TO DO => What the task needs is every record repeated exactly, nothing more.

Stored data:
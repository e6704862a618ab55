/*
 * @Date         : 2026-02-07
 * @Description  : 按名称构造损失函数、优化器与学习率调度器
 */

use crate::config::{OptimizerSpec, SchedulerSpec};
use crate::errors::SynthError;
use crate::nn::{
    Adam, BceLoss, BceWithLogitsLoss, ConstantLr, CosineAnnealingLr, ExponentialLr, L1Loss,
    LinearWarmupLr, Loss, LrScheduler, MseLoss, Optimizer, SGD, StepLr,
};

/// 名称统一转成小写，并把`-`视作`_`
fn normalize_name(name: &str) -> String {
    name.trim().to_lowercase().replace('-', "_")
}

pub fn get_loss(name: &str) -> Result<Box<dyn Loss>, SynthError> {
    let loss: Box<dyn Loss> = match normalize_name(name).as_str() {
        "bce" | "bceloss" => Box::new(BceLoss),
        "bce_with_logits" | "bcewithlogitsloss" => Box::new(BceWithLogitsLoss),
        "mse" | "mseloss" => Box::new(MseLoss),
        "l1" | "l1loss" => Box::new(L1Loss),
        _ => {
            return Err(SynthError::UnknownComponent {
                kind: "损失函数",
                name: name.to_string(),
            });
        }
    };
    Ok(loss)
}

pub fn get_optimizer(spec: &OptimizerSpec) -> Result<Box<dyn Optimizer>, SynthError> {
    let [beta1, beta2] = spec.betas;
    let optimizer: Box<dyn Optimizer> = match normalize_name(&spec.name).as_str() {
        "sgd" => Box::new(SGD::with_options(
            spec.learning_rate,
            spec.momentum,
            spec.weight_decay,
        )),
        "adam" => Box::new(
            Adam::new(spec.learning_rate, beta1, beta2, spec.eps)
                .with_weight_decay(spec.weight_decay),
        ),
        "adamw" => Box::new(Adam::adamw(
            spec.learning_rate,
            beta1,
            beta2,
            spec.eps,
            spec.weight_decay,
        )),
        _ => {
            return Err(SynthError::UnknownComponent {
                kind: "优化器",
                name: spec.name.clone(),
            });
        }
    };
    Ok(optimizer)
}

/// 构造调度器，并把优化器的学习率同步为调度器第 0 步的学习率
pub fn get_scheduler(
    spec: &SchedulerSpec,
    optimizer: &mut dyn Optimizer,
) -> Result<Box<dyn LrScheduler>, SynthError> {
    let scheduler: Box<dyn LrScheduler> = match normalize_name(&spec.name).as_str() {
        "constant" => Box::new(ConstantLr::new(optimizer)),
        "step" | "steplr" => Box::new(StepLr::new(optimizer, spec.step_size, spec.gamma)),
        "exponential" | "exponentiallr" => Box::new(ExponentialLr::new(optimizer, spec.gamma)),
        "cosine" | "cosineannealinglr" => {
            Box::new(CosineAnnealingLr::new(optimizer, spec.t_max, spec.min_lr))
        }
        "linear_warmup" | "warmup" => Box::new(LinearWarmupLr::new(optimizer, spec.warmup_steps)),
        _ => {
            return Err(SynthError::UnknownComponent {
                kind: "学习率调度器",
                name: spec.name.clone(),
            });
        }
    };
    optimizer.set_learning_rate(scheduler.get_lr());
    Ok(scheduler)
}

ANSWER TO THIS EXERCISE =>
repository e6704862a618ab55
/*
 * @Date         : 2026-02-07
 * @Description  : 按名称构造损失函数、优化器与学习率调度器
 */

use crate::config::{OptimizerSpec, SchedulerSpec};
use crate::errors::SynthError;
use crate::nn::{
    Adam, BceLoss, BceWithLogitsLoss, ConstantLr, CosineAnnealingLr, ExponentialLr, L1Loss,
    LinearWarmupLr, Loss, LrScheduler, MseLoss, Optimizer, SGD, StepLr,
};

/// 名称统一转成小写，并把`-`视作`_`
fn normalize_name(name: &str) -> String {
    name.trim().to_lowercase().replace('-', "_")
}

pub fn get_loss(name: &str) -> Result<Box<dyn Loss>, SynthError> {
    let loss: Box<dyn Loss> = match normalize_name(name).as_str() {
        "bce" | "bceloss" => Box::new(BceLoss),
        "bce_with_logits" | "bcewithlogitsloss" => Box::new(BceWithLogitsLoss),
        "mse" | "mseloss" => Box::new(MseLoss),
        "l1" | "l1loss" => Box::new(L1Loss),
        _ => {
            return Err(SynthError::UnknownComponent {
                kind: "损失函数",
                name: name.to_string(),
            });
        }
    };
    Ok(loss)
}

pub fn get_optimizer(spec: &OptimizerSpec) -> Result<Box<dyn Optimizer>, SynthError> {
    let [beta1, beta2] = spec.betas;
    let optimizer: Box<dyn Optimizer> = match normalize_name(&spec.name).as_str() {
        "sgd" => Box::new(SGD::with_options(
            spec.learning_rate,
            spec.momentum,
            spec.weight_decay,
        )),
        "adam" => Box::new(
            Adam::new(spec.learning_rate, beta1, beta2, spec.eps)
                .with_weight_decay(spec.weight_decay),
        ),
        "adamw" => Box::new(Adam::adamw(
            spec.learning_rate,
            beta1,
            beta2,
            spec.eps,
            spec.weight_decay,
        )),
        _ => {
            return Err(SynthError::UnknownComponent {
                kind: "优化器",
                name: spec.name.clone(),
            });
        }
    };
    Ok(optimizer)
}

/// 构造调度器，并把优化器的学习率同步为调度器第 0 步的学习率
pub fn get_scheduler(
    spec: &SchedulerSpec,
    optimizer: &mut dyn Optimizer,
) -> Result<Box<dyn LrScheduler>, SynthError> {
    let scheduler: Box<dyn LrScheduler> = match normalize_name(&spec.name).as_str() {
        "constant" => Box::new(ConstantLr::new(optimizer)),
        "step" | "steplr" => Box::new(StepLr::new(optimizer, spec.step_size, spec.gamma)),
        "exponential" | "exponentiallr" => Box::new(ExponentialLr::new(optimizer, spec.gamma)),
        "cosine" | "cosineannealinglr" => {
            Box::new(CosineAnnealingLr::new(optimizer, spec.t_max, spec.min_lr))
        }
        "linear_warmup" | "warmup" => Box::new(LinearWarmupLr::new(optimizer, spec.warmup_steps)),
        _ => {
            return Err(SynthError::UnknownComponent {
                kind: "学习率调度器",
                name: spec.name.clone(),
            });
        }
    };
    optimizer.set_learning_rate(scheduler.get_lr());
    Ok(scheduler)
}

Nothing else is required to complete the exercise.